Por Angela Barros Leal
Articulista do Focus
Deve existir algum artigo, algum parágrafo, algum inciso, na lei do Contrato Social assinado quando nascemos, que indique o que se deve fazer quando uma mulher, sentada à sua frente, exclama em voz alta: Conheço você de algum lugar.
O abismo que existia entre você e ela se estreita de súbito. O salão iluminado, no qual outras mulheres também aguardam os mesmos cuidados que você, se move sobre trilhos invisíveis. O espaço encolhe para caberem apenas duas criaturas: você, e a mulher que conhece você de algum lugar. Aos lados, a plateia de desconhecidas.
Quem será aquela criatura – você se pergunta, abrindo um sorriso falso, analisando cabelos, olhos, nariz, boca, formato do rosto dessa que está à sua frente. O que você vê não encontra registro compatível no seu arquivo de imagens, movimentado velozmente por detrás das suas pupilas, estabelecendo conexões sinápticas com seu cérebro.
Acho que já encontrei com você em algum lugar –, é o que você diz, língua mergulhada no poço da falsidade.
A mulher se anima. Parece haver de fato uma conexão entre a memória dela e a sua. Algo que deve unir vocês duas para além desse ambiente impessoal, com horas marcadas que não se cumprem. Um tipo de laço que ata vocês a momentos anteriores, infelizmente não situados nas mútuas lembranças.
Deve ter sido do Santa Cecília – ela sugere. Não foi. Você estudou no Imaculada. Um toque de decepção se instala no rosto da mulher, que não desiste. Então pode ter sido do Clube do Vôlei – arrisca ela. Você passeia seu olhar pelo teto, retrocedendo à última vez em que você se empenhou em atividade física grupal, ainda no Ensino Fundamental. Não. Você nunca frequentou o Clube do Vôlei.
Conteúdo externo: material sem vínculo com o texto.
//! Core export logic for CityKML.
//!
//! # Modules
//!
//! - [`export`] - Dispatcher, worker pool, group batching and coordination
//! - [`reader`] - Loads one city object's geometry at the requested LOD
//!
//! # Export Workflow
//!
//! 1. **Select**: the dispatcher queries the requested classes, ids and
//!    bounding box and expands city object groups into their members
//! 2. **Queue**: one work item per object and display form goes onto a
//!    bounded queue shared by all workers
//! 3. **Load**: each worker reads geometry and renders the balloon on its
//!    own connection
//! 4. **Batch**: 3D-model objects are grouped per class up to the
//!    configured limit, everything else is emitted as a single bundle
//! 5. **Write**: bundles are stored by the output writers
//! 6. **Report**: worker reports are folded into an export summary
//!
//! # Example
//!
//! ```rust,no_run
//! use citykml::config::load_config;
//! use citykml::core::export::ExportCoordinator;
//!
//! # async fn example() -> Result<(), Box<dyn std::error::Error>> {
//! let config = load_config("citykml.toml")?;
//! let (_shutdown_tx, shutdown_rx) = tokio::sync::watch::channel(false);
//!
//! let coordinator = ExportCoordinator::new(config, shutdown_rx).await?;
//! let summary = coordinator.execute_export().await?;
//!
//! println!("Processed: {}", summary.processed);
//! println!("Bundles: {}", summary.total_bundles());
//! # Ok(())
//! # }
//! ```

pub mod export;
pub mod reader;
//! Logging and observability
//!
//! Structured logging with:
//! - Console output for interactive runs
//! - JSON-formatted log files with daily or hourly rotation
//! - `RUST_LOG` overrides of the configured level
//!
//! # Example
//!
//! ```no_run
//! use citykml::logging::init_logging;
//! use citykml::config::LoggingConfig;
//!
//! let config = LoggingConfig::default();
//! let _guard = init_logging("info", &config).expect("Failed to initialize logging");
//!
//! tracing::info!("Application started");
//! ```

pub mod structured;

pub use structured::{init_logging, LoggingGuard};

/// Log the start of an export run
///
/// # Example
///
/// ```no_run
/// use citykml::log_export_start;
/// use citykml::domain::{CityObjectClass, DisplayForm, Lod};
///
/// let classes = vec![CityObjectClass::Building];
/// let forms = vec![DisplayForm::Footprint];
/// log_export_start!(&classes, &forms, Lod::default());
/// ```
#[macro_export]
macro_rules! log_export_start {
    ($classes:expr, $display_forms:expr, $lod:expr) => {
        tracing::info!(
            classes = ?$classes,
            display_forms = ?$display_forms,
            lod = %$lod,
            "Starting export"
        );
    };
}

/// Log the completion of an export run
///
/// # Example
///
/// ```no_run
/// use citykml::log_export_complete;
/// use std::time::Duration;
///
/// log_export_complete!(42, Duration::from_secs(10));
/// ```
#[macro_export]
macro_rules! log_export_complete {
    ($count:expr, $duration:expr) => {
        tracing::info!(
            count = $count,
            duration_ms = $duration.as_millis(),
            "Export completed"
        );
    };
}

/// Log an error with context
///
/// # Example
///
/// ```no_run
/// use citykml::log_error_with_context;
/// use citykml::domain::CityKmlError;
///
/// let error = CityKmlError::Configuration("Invalid config".to_string());
/// log_error_with_context!(&error, "Failed to load configuration");
/// ```
#[macro_export]
macro_rules! log_error_with_context {
    ($error:expr, $context:expr) => {
        tracing::error!(
            error = %$error,
            context = $context,
            "Error occurred"
        );
    };
}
Talvez da Beira-Mar – propõe a mulher, que revela sair de casa ao alvorecer de todo santo dia, para saudáveis caminhadas, enquanto você ainda sonha com o bater das asas dos anjos. Você omite esse detalhe pessoal, e diz preferir o horário da tarde. No curso de francês; na turma da Oswaldo Cruz; no grupo de leitura. Não; não; e não.
Um tantinho desapontada, ela saca do bolso do colete a carta das amizades. Será que não nos encontramos na casa da Fatinha, casada com o Manu, cunhado da Mabel –, e dá prosseguimento a uma fileira de nomes e apelidos que não ressoam nenhum sinal de reconhecimento na sua constelação de relações.
A essa altura, todas as mulheres presentes estão participando da sequência de tentativas da pessoa que julga conhecer você, e do seu consistente rebate de negativas. Uma ouvinte do diálogo entra na conversa. Ela, sim, conhece não só o cunhado da Mabel, como também outros do mesmo círculo. As duas se entretém em animada troca de dados, que possibilitam minutos de sossego enquanto você reorganiza seu fichário mental, e tenta encontrar o mínimo indício de quem seja a criatura.
O diálogo entre ambas se esgota. Incansável, a mulher volta-se outra vez para você, arriscando novas hipóteses.
Os números oficiais demonstram que o nosso planeta conta, hoje, com mais de 8 bilhões de habitantes. E juntamente a você aconteceu hoje a presença dessa pessoa, empenhada em revolver as camadas arqueológicas do seu cérebro, insistindo em identificar algo que você considera de menor importância.
Somos todos irmãos, desde Adão e Eva, você pensa. Todos da mesma espécie. De um jeito ou de outro nos parecemos. “Se nos fazeis cócegas, não rimos? Se nos envenenais, não morremos? E se vós nos ultrajais, não nos vingamos?” – escreveu Shakespeare, há mais de 400 anos, em seu O Mercador de Veneza.
Você e ela podem ter cruzado em filas paralelas de supermercado, ou aguardado alguns segundos em uma calçada, antes de atravessar uma rua. É possível que vocês tenham parado um carro ao lado do outro, em um sinal vermelho, ou terem se entrevisto por aí, nessa cidade com quase 3 milhões de moradores.
Num susto, ela exclama que descobriu! Por fim lembrou de onde vem o conhecimento de vocês. Ela é amiga da Verinha, tia da primeira esposa do Daniel, seu primo, e vocês se encontraram em um fim de semana no sítio deles.
Você permite que seu rosto se acenda como uma árvore de Natal, na mais evidente alegria, repartida com as pessoas presentes. É verdade, você bate palmas, encantada, quando de fato você não tem primo algum chamado Daniel, e desconhece não só a primeira esposa dele, a tia dela, a própria Verinha. Seu alívio maior está em ter suportado a pressão e conseguido cumprir, diante dos presentes, com o artigo correto do Contrato Social – qualquer que seja ele. O resto é detalhe.